Delta President Glen Hauenstein echoed that shift in tone: "2025 is playing out differently than we expected at the start of the year. As a result, we are adapting to current conditions while staying true to our long-term strategy."

Just one month earlier, Bastian struck a much more optimistic note during a presentation at the JPMorgan Industrial Conference. "There’s nothing that we’ve been through these last couple of months to indicate there’s any cracks in any of this," he said at the time. "We anticipate margins continuing to expand and we think margins will expand this year, even with the slower start to the year."

Earlier assumptions no longer hold

Timeline:

In January, Delta delivered strong fourth-quarter earnings fueled by robust holiday travel. By March, however, the company had revised its first-quarter outlook downward, warning that economic anxiety and lower consumer confidence were starting to weigh on demand. At the time, Delta reduced its revenue growth projection from as high as 9% to a more modest 3% to 4%.

Fast forward to April, and the company has now dropped its 2025 forecast altogether, acknowledging that earlier assumptions about travel demand no longer hold.

Consumers cutting back

Big picture view:

Delta’s reversal highlights the broader vulnerability of the travel industry to macroeconomic shocks.

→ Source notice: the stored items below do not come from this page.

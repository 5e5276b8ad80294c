//! Handler seam.
//!
//! # Data Flow
//! ```text
//! Router::dispatch(path, &impl HandlerSet)
//!     → Match (handler id, params, args)
//!     → HandlerSet::handler(id) → Arc<dyn Handler>
//!     → Handler::call(request, match) → Response
//! ```
//!
//! # Design Decisions
//! - Handlers are addressed by string id so route tables stay declarative
//! - A registry may carry a fallback that serves any id
//! - Unserved ids are detected before a table goes live (`missing`)

pub mod echo;

use std::collections::HashMap;
use std::fmt;
use std::future::Future;
use std::sync::Arc;

use axum::body::Body;
use axum::http::Request;
use axum::response::Response;
use futures_util::future::BoxFuture;

use crate::routing::{Match, Router};

pub use echo::EchoHandler;

/// A request handler bound to one or more routes.
pub trait Handler: Send + Sync + 'static {
    fn call(&self, request: Request<Body>, matched: Match) -> BoxFuture<'static, Response>;
}

impl<F, Fut> Handler for F
where
    F: Fn(Request<Body>, Match) -> Fut + Send + Sync + 'static,
    Fut: Future<Output = Response> + Send + 'static,
{
    fn call(&self, request: Request<Body>, matched: Match) -> BoxFuture<'static, Response> {
        Box::pin(self(request, matched))
    }
}

/// Lookup of handlers by id.
pub trait HandlerSet: Send + Sync {
    fn handler(&self, id: &str) -> Option<Arc<dyn Handler>>;
}

/// Handlers registered by id, with an optional catch-all.
#[derive(Clone, Default)]
pub struct HandlerRegistry {
    handlers: HashMap<String, Arc<dyn Handler>>,
    fallback: Option<Arc<dyn Handler>>,
}

impl HandlerRegistry {
    pub fn new() -> Self {
        Self::default()
    }

    /// A registry that echoes every dispatch.
    pub fn echo() -> Self {
        Self::new().with_fallback(EchoHandler)
    }

    /// Register a handler under `id`, replacing any previous one.
    pub fn with(mut self, id: impl Into<String>, handler: impl Handler) -> Self {
        self.insert(id, handler);
        self
    }

    pub fn insert(&mut self, id: impl Into<String>, handler: impl Handler) {
        self.handlers.insert(id.into(), Arc::new(handler));
    }

    /// Serve ids with no explicit registration.
    pub fn with_fallback(mut self, handler: impl Handler) -> Self {
        self.fallback = Some(Arc::new(handler));
        self
    }

    /// Handler ids in the router that this registry cannot serve.
    pub fn missing<'a>(&self, router: &'a Router) -> Vec<&'a str> {
        if self.fallback.is_some() {
            return Vec::new();
        }
        router
            .handler_ids()
            .into_iter()
            .filter(|id| !self.handlers.contains_key(*id))
            .collect()
    }

    pub fn len(&self) -> usize {
        self.handlers.len()
    }

    pub fn is_empty(&self) -> bool {
        self.handlers.is_empty()
    }
}

impl HandlerSet for HandlerRegistry {
    fn handler(&self, id: &str) -> Option<Arc<dyn Handler>> {
        self.handlers.get(id).or(self.fallback.as_ref()).cloned()
    }
}

impl fmt::Debug for HandlerRegistry {
    fn fmt(&self, f: &mut fmt::Formatter<'_>) -> fmt::Result {
        let mut ids: Vec<&String> = self.handlers.keys().collect();
        ids.sort();
        f.debug_struct("HandlerRegistry")
            .field("handlers", &ids)
            .field("fallback", &self.fallback.is_some())
            .finish()
    }
}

A growing trade war and rising tariffs have eroded confidence among both consumers and corporations, leading to cutbacks in discretionary spending—including on travel. The airline’s leadership is now choosing caution over confidence as it braces for an unclear road ahead.

While Delta once projected 2025 earnings of more than $7.35 per share and over $4 billion in free cash flow, those figures are no longer on the table. Bastian has also declined to offer a full-year update "given the lack of economic clarity," though the company is still forecasting second-quarter earnings between $1.70 and $2.30 per share. FactSet analysts estimate that figure at $2.21.

Strategy adjustment

What's next:

Delta is tightening its operations for the rest of the year by freezing capacity growth and scaling back expenses. As economic conditions evolve, the airline is expected to continue adjusting its strategy to preserve profitability while navigating a turbulent market. For now, investors and customers alike are left waiting for clearer skies.